Lambert‐eaton myasthenic syndrome immunoglobulins react with multiple types of calcium channels in small‐cell lung carcinoma

Abstract

Barium currents through voltage‐gated calcium (Ca²⁺) channels were studied in the small‐cell lung carcinoma cell line NCI‐H345 using patch clamp techniques. Pharmacological dissection of whole‐cell barium currents revealed that 23% of the current was sensitive to nitrendipine, 35% to ω‐conotoxin GVIA, and between 10 and 39% to ω‐Aga‐IVA. This implies that these cells express L‐, N‐, and P‐type calcium channels.
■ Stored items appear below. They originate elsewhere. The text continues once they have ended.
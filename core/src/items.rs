//
// Copyright (c) 2023 SUSE Software Solutions Germany GmbH
//
// This file is part of flake-pilot
//
// Permission is hereby granted, free of charge, to any person obtaining a copy
// of this software and associated documentation files (the "Software"), to deal
// in the Software without restriction, including without limitation the rights
// to use, copy, modify, merge, publish, distribute, sublicense, and/or sell
// copies of the Software, and to permit persons to whom the Software is
// furnished to do so, subject to the following conditions:
//
// The above copyright notice and this permission notice shall be included in
// all copies or substantial portions of the Software.
//
// THE SOFTWARE IS PROVIDED "AS IS", WITHOUT WARRANTY OF ANY KIND, EXPRESS OR
// IMPLIED, INCLUDING BUT NOT LIMITED TO THE WARRANTIES OF MERCHANTABILITY,
// FITNESS FOR A PARTICULAR PURPOSE AND NONINFRINGEMENT. IN NO EVENT SHALL THE
// AUTHORS OR COPYRIGHT HOLDERS BE LIABLE FOR ANY CLAIM, DAMAGES OR OTHER
// LIABILITY, WHETHER IN AN ACTION OF CONTRACT, TORT OR OTHERWISE, ARISING FROM,
// OUT OF OR IN CONNECTION WITH THE SOFTWARE OR THE USE OR OTHER DEALINGS IN THE
// SOFTWARE.
//
//! Handlers for the non-shell action items: RPC calls into another
//! container's own action stack, file drop/transfer/remove, workdir
//! changes and echoes. Kept apart from [crate::stack] so the frame
//! walker stays readable.
use std::collections::HashMap;

use crate::engine::ContainerStatus;
use crate::error::SergioError;
use crate::model::{FileContent, FileDropSpec, FileTransferSpec, RpcSpec, TransferDirection};
use crate::output::OutputMode;
use crate::registry::resolve_load_ref;
use crate::stack::ExecContext;

/// Parameter values are Templater-expanded against the *caller's* scope
/// before the target ever sees them, and the reserved key `caller`
/// always overlays whatever the frame itself passed.
pub fn run_rpc(spec: &RpcSpec, ctx: &ExecContext<'_, '_>) -> Result<(), SergioError> {
    let target_id = if spec.target == "self" { ctx.container.id.clone() } else { spec.target.clone() };
    let target = ctx.registry.get(&target_id)?;
    let mut params: HashMap<String, String> = spec.params.iter()
        .map(|(key, value)| (key.clone(), ctx.expand(value)))
        .collect();
    params.insert("caller".to_string(), ctx.container.id.clone());

    match target.actions.get(&spec.action) {
        Some(stack) => {
            let rpc_ctx = ctx.for_container(target.as_ref(), Some(&params));
            stack.execute(&rpc_ctx, &spec.action)
        }
        None => {
            if ctx.output.emits_log() {
                info!("[{}] action '{}' not defined, skipping", target_id, spec.action);
            }
            Ok(())
        }
    }
}

/// Looks the filename up in the container's `files` map using the raw,
/// un-expanded key. A filename built from `$variables` will therefore
/// only resolve when the definition's `files` key happens to spell out
/// the exact same placeholder text.
pub fn run_file_drop(spec: &FileDropSpec, ctx: &ExecContext<'_, '_>) -> Result<(), SergioError> {
    let content = match ctx.container.files.get(&spec.filename) {
        Some(content) => content,
        None => {
            if ctx.output.emits_log() {
                info!("[{}] no files entry for '{}', skipping", ctx.container.id, spec.filename);
            }
            return Ok(());
        }
    };
    let bytes = match content {
        FileContent::Inline(text) => ctx.expand(text).into_bytes(),
        FileContent::LoadRef(load_ref) => {
            let raw = resolve_load_ref(&load_ref.filename, ctx.config_dir, ctx.definitions_dir)?;
            if load_ref.is_bytes {
                raw
            } else {
                ctx.expand(&String::from_utf8_lossy(&raw)).into_bytes()
            }
        }
    };
    let expanded_filename = ctx.expand(&spec.filename);
    let parent = std::path::Path::new(&expanded_filename).parent()
        .map(|p| p.to_string_lossy().to_string())
        .filter(|p| !p.is_empty());
    if let Some(parent) = parent {
        let mkdir = vec!["mkdir".to_string(), "-p".to_string(), parent];
        ctx.engine.execute(&ctx.container.id, &mkdir, OutputMode::None)?;
    }

    let mode = spec.chmod.clone().unwrap_or_else(|| "0755".to_string());
    ctx.engine.files_put(&ctx.container.id, &expanded_filename, &bytes, &mode)?;

    let owner = spec.chown.clone()
        .unwrap_or_else(|| format!("{user}:{user}", user = ctx.container.user));
    let chown = vec!["chown".to_string(), owner, expanded_filename.clone()];
    ctx.engine.execute(&ctx.container.id, &chown, OutputMode::None)?;
    let chmod = vec!["chmod".to_string(), mode, expanded_filename];
    ctx.engine.execute(&ctx.container.id, &chmod, OutputMode::None)?;
    Ok(())
}

/// The destination's owner is the destination container's own user, but
/// the `chown` is executed against the *caller* container regardless of
/// direction — on an `up` transfer that is the wrong side.
pub fn run_file_transfer(spec: &FileTransferSpec, ctx: &ExecContext<'_, '_>) -> Result<(), SergioError> {
    let other = ctx.registry.get(&spec.other)?;
    if !matches!(ctx.engine.status(&ctx.container.id)?, ContainerStatus::Running) {
        return Err(SergioError::RequirementsNotMet(ctx.container.id.clone()));
    }
    if !matches!(ctx.engine.status(&other.id)?, ContainerStatus::Running) {
        return Err(SergioError::RequirementsNotMet(other.id.clone()));
    }
    let (read_id, write_id, owner) = match spec.direction {
        TransferDirection::Up => (ctx.container.id.clone(), other.id.clone(), other.user.clone()),
        TransferDirection::Down => (other.id.clone(), ctx.container.id.clone(), ctx.container.user.clone()),
    };
    let data = ctx.engine.files_get(&read_id, &spec.source)?;
    ctx.engine.files_put(&write_id, &spec.target, &data, "0644")?;
    let argv = vec!["chown".to_string(), owner, spec.target.clone()];
    ctx.engine.execute(&ctx.container.id, &argv, OutputMode::None)?;
    Ok(())
}

pub fn run_file_remove(path: &str, ctx: &ExecContext<'_, '_>) -> Result<(), SergioError> {
    let expanded = ctx.expand(path);
    ctx.engine.files_delete(&ctx.container.id, &expanded)
}

pub fn run_workdir_set(path: &str, ctx: &ExecContext<'_, '_>) {
    ctx.container.set_workdir(ctx.expand(path));
}

pub fn run_echo(text: &str, ctx: &ExecContext<'_, '_>) {
    let expanded = ctx.expand(text);
    if ctx.output.emits_log() {
        info!("[{}] {}", ctx.container.id, expanded);
    }
}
Only large cells expressed current that was sensitive to ω‐Aga‐IVA. The size dependency of this P‐type channel expression may reflect the cell cycle stage. Cell‐attached recordings revealed three unitary conductances: 5 to 6 pS, 10 to 12 pS, and 20 to 23 pS. The largest conductance channel (20‐23 pS) was sensitive to bay K 8644 and is presumed to represent L‐type calcium channels. The frequency of observing the medium conductance channel (10‐12 pS) was reduced by exposure to ω‐conotoxin GVIA and may represent N‐type channels. Incubation of cells with Lambert‐Eaton myasthenic syndrome IgG for 24 to 48 hours removed up to 71% of the whole‐cell current. Incubation with control human IgG (normal or myasthenia gravis) had no effect. Lambert‐Eaton maysthenic syndrome IgG did not selectively target one “presynaptic” type of calcium channel, but rather appeared to target many of the calcium channel types that are expressed on small‐cell lung carcinoma cells.